**Action item**
Extract, from the listing that follows, each line containing the word "payload".

**Data to use**

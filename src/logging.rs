use tracing::level_filters::LevelFilter;
use tracing_subscriber::EnvFilter;

use crate::error::{AgentError, Result};

/// Initializes the tracing subscriber with the specified default level
///
/// `RUST_LOG` takes precedence when set. Valid levels are:
/// error, warn, info, debug, trace. Calling this twice is harmless; the
/// second call reports an error that callers may ignore.
pub fn init(log_level: &str) -> Result<()> {
    let filter = EnvFilter::builder()
        .with_default_directive(parse_log_level(log_level).into())
        .from_env_lossy();

    tracing_subscriber::fmt()
        .with_env_filter(filter)
        .with_target(false)
        .compact()
        .try_init()
        .map_err(|e| AgentError::Config(format!("Failed to install log subscriber: {}", e)))
}

/// Installs a test-friendly subscriber that writes through the test harness
pub fn init_for_tests() {
    let _ = tracing_subscriber::fmt()
        .with_env_filter(EnvFilter::new("debug"))
        .with_test_writer()
        .try_init();
}

/// Parses a log level string into a LevelFilter
///
/// Returns the corresponding LevelFilter, defaulting to Info for invalid strings
pub fn parse_log_level(level: &str) -> LevelFilter {
    match level.to_lowercase().as_str() {
        "error" => LevelFilter::ERROR,
        "warn" => LevelFilter::WARN,
        "info" => LevelFilter::INFO,
        "debug" => LevelFilter::DEBUG,
        "trace" => LevelFilter::TRACE,
        "off" => LevelFilter::OFF,
        _ => LevelFilter::INFO,
    }
}

#[cfg(test)]
mod tests {
    use super::*;

    #[test]
    fn test_parse_log_level() {
        assert_eq!(parse_log_level("error"), LevelFilter::ERROR);
        assert_eq!(parse_log_level("WARN"), LevelFilter::WARN);
        assert_eq!(parse_log_level("info"), LevelFilter::INFO);
        assert_eq!(parse_log_level("debug"), LevelFilter::DEBUG);
        assert_eq!(parse_log_level("trace"), LevelFilter::TRACE);
        assert_eq!(parse_log_level("invalid"), LevelFilter::INFO);
    }
}
impl JobManager {
    /// Builds every component from `config` and registers the built-in agents
    pub fn new(config: Config) -> Result<Self> {
        config.validate()?;
        let bus = Arc::new(EventBus::new(config.events.history_capacity));
        let memory = Arc::new(AgentMemory::new(config.memory.clone()));
        let learner = Arc::new(
            AdaptiveLearner::new(config.learning.clone(), Arc::clone(&memory)).with_event_bus(Arc::clone(&bus)),
        );
        Self::with_services(AgentServices::new(config, memory, bus, learner))
    }

    /// Registers the built-in agents over existing services
    pub fn with_services(services: AgentServices) -> Result<Self> {
        let registry = Arc::new(AgentRegistry::new());
        register_builtin(&registry, &services)?;
        Ok(Self::from_parts(services, registry))
    }

    /// Uses a registry prepared by the caller
    pub fn from_parts(services: AgentServices, registry: Arc<AgentRegistry>) -> Self {
        let bus = Arc::clone(&services.bus);
        install_default_handlers(&bus);

        let monitor = Arc::new(Monitor::with_event_bus(
            services.config.monitoring.clone(),
            Arc::clone(&bus),
        ));
        monitor.attach(&bus);

        let metrics = Metrics::new();
        let orchestrator = Orchestrator::new(
            Arc::clone(&registry),
            Arc::clone(&bus),
            services.config.orchestrator.clone(),
        )
        .with_metrics(metrics.clone());

        Self {
            services,
            registry,
            monitor,
            orchestrator: Arc::new(orchestrator),
            metrics,
            jobs: Arc::new(Mutex::new(HashMap::new())),
        }
    }

    pub fn config(&self) -> &Config {
        &self.services.config
    }

    pub fn registry(&self) -> &Arc<AgentRegistry> {
        &self.registry
    }

    pub fn bus(&self) -> &Arc<EventBus> {
        &self.services.bus
    }

    pub fn memory(&self) -> &Arc<AgentMemory> {
        &self.services.memory
    }

    pub fn learner(&self) -> &Arc<AdaptiveLearner> {
        &self.services.learner
    }

    pub fn monitor(&self) -> &Arc<Monitor> {
        &self.monitor
    }

    pub fn metrics(&self) -> &Metrics {
        &self.metrics
    }

    /// Accepts a job and starts it in the background
    ///
    /// Rejects an empty user id or a payload that is not a JSON object before
    /// anything is queued.
    pub async fn submit_job(&self, request: JobRequest) -> Result<String> {
        self.enqueue(request, None).await
    }

    async fn enqueue(&self, request: JobRequest, regenerated_from: Option<String>) -> Result<String> {
        let user_id = request.user_id.trim().to_string();
        if user_id.is_empty() {
            return Err(AgentError::Validation("user_id must not be empty".to_string()));
        }
        if !request.input.is_object() {
            return Err(AgentError::Validation("input must be a JSON object".to_string()));
        }

        let job_id = Uuid::new_v4().to_string();
        let cancel = CancellationToken::new();
        let summary = JobSummary {
            job_id: job_id.clone(),
            user_id: user_id.clone(),
            status: JobStatus::Queued,
            created_at: Utc::now(),
            started_at: None,
            completed_at: None,
            final_score: None,
            error: None,
            regenerated_from,
        };
        self.jobs.lock().await.insert(
            job_id.clone(),
            JobSlot {
                summary,
                input: request.input.clone(),
                result: None,
                cancel: cancel.clone(),
            },
        );
        self.metrics.increment(metrics::JOBS_IN_FLIGHT).await;
        info!("Queued job {} for user {}", job_id, user_id);

        let manager = self.clone();
        let id = job_id.clone();
        tokio::spawn(async move {
            manager.run_job(&id, &user_id, request.input, cancel).await;
            manager.metrics.decrement(metrics::JOBS_IN_FLIGHT).await;
        });
        Ok(job_id)
    }

    async fn run_job(&self, job_id: &str, user_id: &str, input: Value, cancel: CancellationToken) {
        {
            let mut jobs = self.jobs.lock().await;
            match jobs.get_mut(job_id) {
                Some(slot) if slot.summary.status == JobStatus::Queued => {
                    slot.summary.status = JobStatus::Processing;
                    slot.summary.started_at = Some(Utc::now());
                }
                _ => return,
            }
        }

        let result = self
            .orchestrator
            .execute_with_cancel(job_id, user_id, input, cancel)
            .await;

        {
            let mut jobs = self.jobs.lock().await;
            if let Some(slot) = jobs.get_mut(job_id) {
                slot.summary.status = result.status.into();
                slot.summary.completed_at = Some(result.completed_at);
                slot.summary.final_score = result.final_score;
                slot.summary.error = result.error.clone();
                slot.result = Some(result);
            }
        }

        let alerts = self.monitor.detect_anomalies();
        if !alerts.is_empty() {
            warn!("Job {} surfaced {} new alerts", job_id, alerts.len());
        }
    }

    pub async fn get_job_status(&self, job_id: &str) -> Result<JobSummary> {
        let jobs = self.jobs.lock().await;
        jobs.get(job_id)
            .map(|slot| slot.summary.clone())
            .ok_or_else(|| AgentError::NotFound(format!("job {}", job_id)))
    }

    /// Pipeline result, `None` while the job has not finished running
    pub async fn get_job_result(&self, job_id: &str) -> Result<Option<PipelineResult>> {
        let jobs = self.jobs.lock().await;
        jobs.get(job_id)
            .map(|slot| slot.result.clone())
            .ok_or_else(|| AgentError::NotFound(format!("job {}", job_id)))
    }

    /// Waits until the job reaches a terminal status
    pub async fn wait_for(&self, job_id: &str, timeout: Duration) -> Result<PipelineResult> {
        let deadline = Instant::now() + timeout;
        loop {
            {
                let jobs = self.jobs.lock().await;
                let slot = jobs
                    .get(job_id)
                    .ok_or_else(|| AgentError::NotFound(format!("job {}", job_id)))?;
                if let Some(result) = &slot.result {
                    return Ok(result.clone());
                }
                if slot.summary.status == JobStatus::Cancelled {
                    return Err(AgentError::Cancelled(format!("job {} cancelled before it started", job_id)));
                }
            }
            if Instant::now() >= deadline {
                return Err(AgentError::Timeout {
                    agent: SOURCE.to_string(),
                    timeout_ms: timeout.as_millis() as u64,
                });
            }
            sleep(POLL_INTERVAL).await;
        }
    }

    pub async fn list_jobs(&self) -> Vec<JobSummary> {
        let jobs = self.jobs.lock().await;
        let mut summaries: Vec<JobSummary> = jobs.values().map(|slot| slot.summary.clone()).collect();
        summaries.sort_by_key(|s| s.created_at);
        summaries
    }

    /// Runs a finished or running job again with the same input
    pub async fn trigger_regenerate(&self, job_id: &str) -> Result<String> {
        let (user_id, input) = {
            let jobs = self.jobs.lock().await;
            let slot = jobs
                .get(job_id)
                .ok_or_else(|| AgentError::NotFound(format!("job {}", job_id)))?;
            (slot.summary.user_id.clone(), slot.input.clone())
        };
        info!("Regenerating job {}", job_id);
        self.enqueue(JobRequest { user_id, input }, Some(job_id.to_string()))
            .await
    }

    /// Stops a job; finished jobs keep their status
    pub async fn cancel_job(&self, job_id: &str) -> Result<JobStatus> {
        let mut jobs = self.jobs.lock().await;
        let slot = jobs
            .get_mut(job_id)
            .ok_or_else(|| AgentError::NotFound(format!("job {}", job_id)))?;
        match slot.summary.status {
            JobStatus::Queued => {
                slot.summary.status = JobStatus::Cancelled;
                slot.summary.completed_at = Some(Utc::now());
                slot.cancel.cancel();
            }
            JobStatus::Processing => slot.cancel.cancel(),
            _ => {}
        }
        Ok(slot.summary.status)
    }

    pub fn list_registered_agents(&self) -> Vec<AgentInfo> {
        self.registry.list_info()
    }

    pub fn get_agent_health(&self, agent_id: &str) -> Result<AgentHealthView> {
        let info = self
            .registry
            .agent_info(agent_id)
            .ok_or_else(|| AgentError::UnknownAgent(agent_id.to_string()))?;
        Ok(AgentHealthView {
            info,
            monitoring: self.monitor.agent_health(agent_id),
            accuracy: self.services.memory.agent_accuracy(agent_id),
        })
    }

    pub fn get_monitoring_dashboard(&self) -> Dashboard {
        self.monitor.dashboard_metrics()
    }

    pub fn list_alerts(&self, severity: Option<Severity>) -> Vec<Alert> {
        self.monitor.alerts(severity)
    }

    /// Acknowledges alerts, for one agent or all; returns how many were cleared
    pub fn clear_alerts(&self, agent_id: Option<&str>) -> usize {
        self.monitor.clear_alerts(agent_id)
    }

    pub fn get_memory_stats(&self) -> MemoryStats {
        self.services.memory.stats()
    }

    pub fn find_similar_cases(&self, context: &Value, agent_id: Option<&str>, limit: usize) -> Vec<SimilarCase> {
        self.services
            .memory
            .retrieve_similar_cases(context, agent_id, limit)
    }

    /// Runs a learning pass over reviews from the last `window_days` days (all reviews when `None`)
    pub fn list_weight_updates(&self, window_days: Option<i64>) -> Vec<WeightUpdate> {
        self.services
            .learner
            .learn_from_human_reviews(window_days.map(chrono::Duration::days))
    }

    /// Applies the pending proposals of the last learning pass
    pub fn apply_weight_updates(&self, min_confidence: Option<f64>) -> Weights {
        let updates = self.services.learner.pending_updates();
        self.services
            .learner
            .apply_weight_updates(&updates, min_confidence)
    }

    pub fn weight_history(&self, limit: usize) -> Vec<WeightChange> {
        self.services.learner.weight_history(limit)
    }

    pub fn learning_summary(&self) -> LearningSummary {
        self.services.learner.learning_summary()
    }

    pub fn personalize_for_user(&self, user_id: &str) -> Personalization {
        self.services.learner.personalize_for_user(user_id)
    }

    async fn finished_result(&self, job_id: &str) -> Result<PipelineResult> {
        self.get_job_result(job_id)
            .await?
            .ok_or_else(|| AgentError::Validation(format!("job {} has not finished", job_id)))
    }

    /// Explains the score of a finished job
    pub async fn get_explanation_for_job(&self, job_id: &str) -> Result<Explanation> {
        let result = self.finished_result(job_id).await?;
        explanation_for(&result)
    }

    /// Records a reviewer's verdict on the job's score and publishes `feedback_received`
    pub async fn record_review(&self, job_id: &str, outcome: Outcome, feedback: Option<Value>) -> Result<()> {
        let result = self.finished_result(job_id).await?;
        let entry_id = result
            .payload(ids::SCORE_AGGREGATOR)
            .and_then(|p| p.get("memory_entry_id"))
            .and_then(Value::as_str)
            .ok_or_else(|| AgentError::NotFound(format!("scored decision for job {}", job_id)))?;

        self.services
            .memory
            .record_outcome(entry_id, outcome, feedback.clone())?;
        self.services.bus.emit(
            EventType::FeedbackReceived,
            SOURCE,
            Some(job_id),
            json!({
                "entry_id": entry_id,
                "outcome": outcome,
                "feedback": feedback,
                "user_id": result.user_id,
            }),
        );
        info!("Recorded {} review for job {}", outcome, job_id);
        Ok(())
    }

    pub async fn health(&self) -> ServiceHealth {
        let report = self.registry.health_report();
        let alerts = self.monitor.alerts(None);
        let critical_alerts = alerts.iter().filter(|a| a.severity == Severity::Critical).count();
        let (jobs_total, jobs_active) = {
            let jobs = self.jobs.lock().await;
            let active = jobs.values().filter(|s| !s.summary.status.is_terminal()).count();
            (jobs.len(), active)
        };
        let status = if report.plannable && critical_alerts == 0 {
            "healthy"
        } else {
            "degraded"
        };
        ServiceHealth {
            status: status.to_string(),
            agents: report.agent_count,
            plannable: report.plannable,
            jobs_total,
            jobs_active,
            active_alerts: alerts.len(),
            critical_alerts,
            memory_entries: self.services.memory.stats().total_entries,
        }
    }
}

**Your response**
    /// Rejects an empty user id or a payload that is not a JSON object before
            .payload(ids::SCORE_AGGREGATOR)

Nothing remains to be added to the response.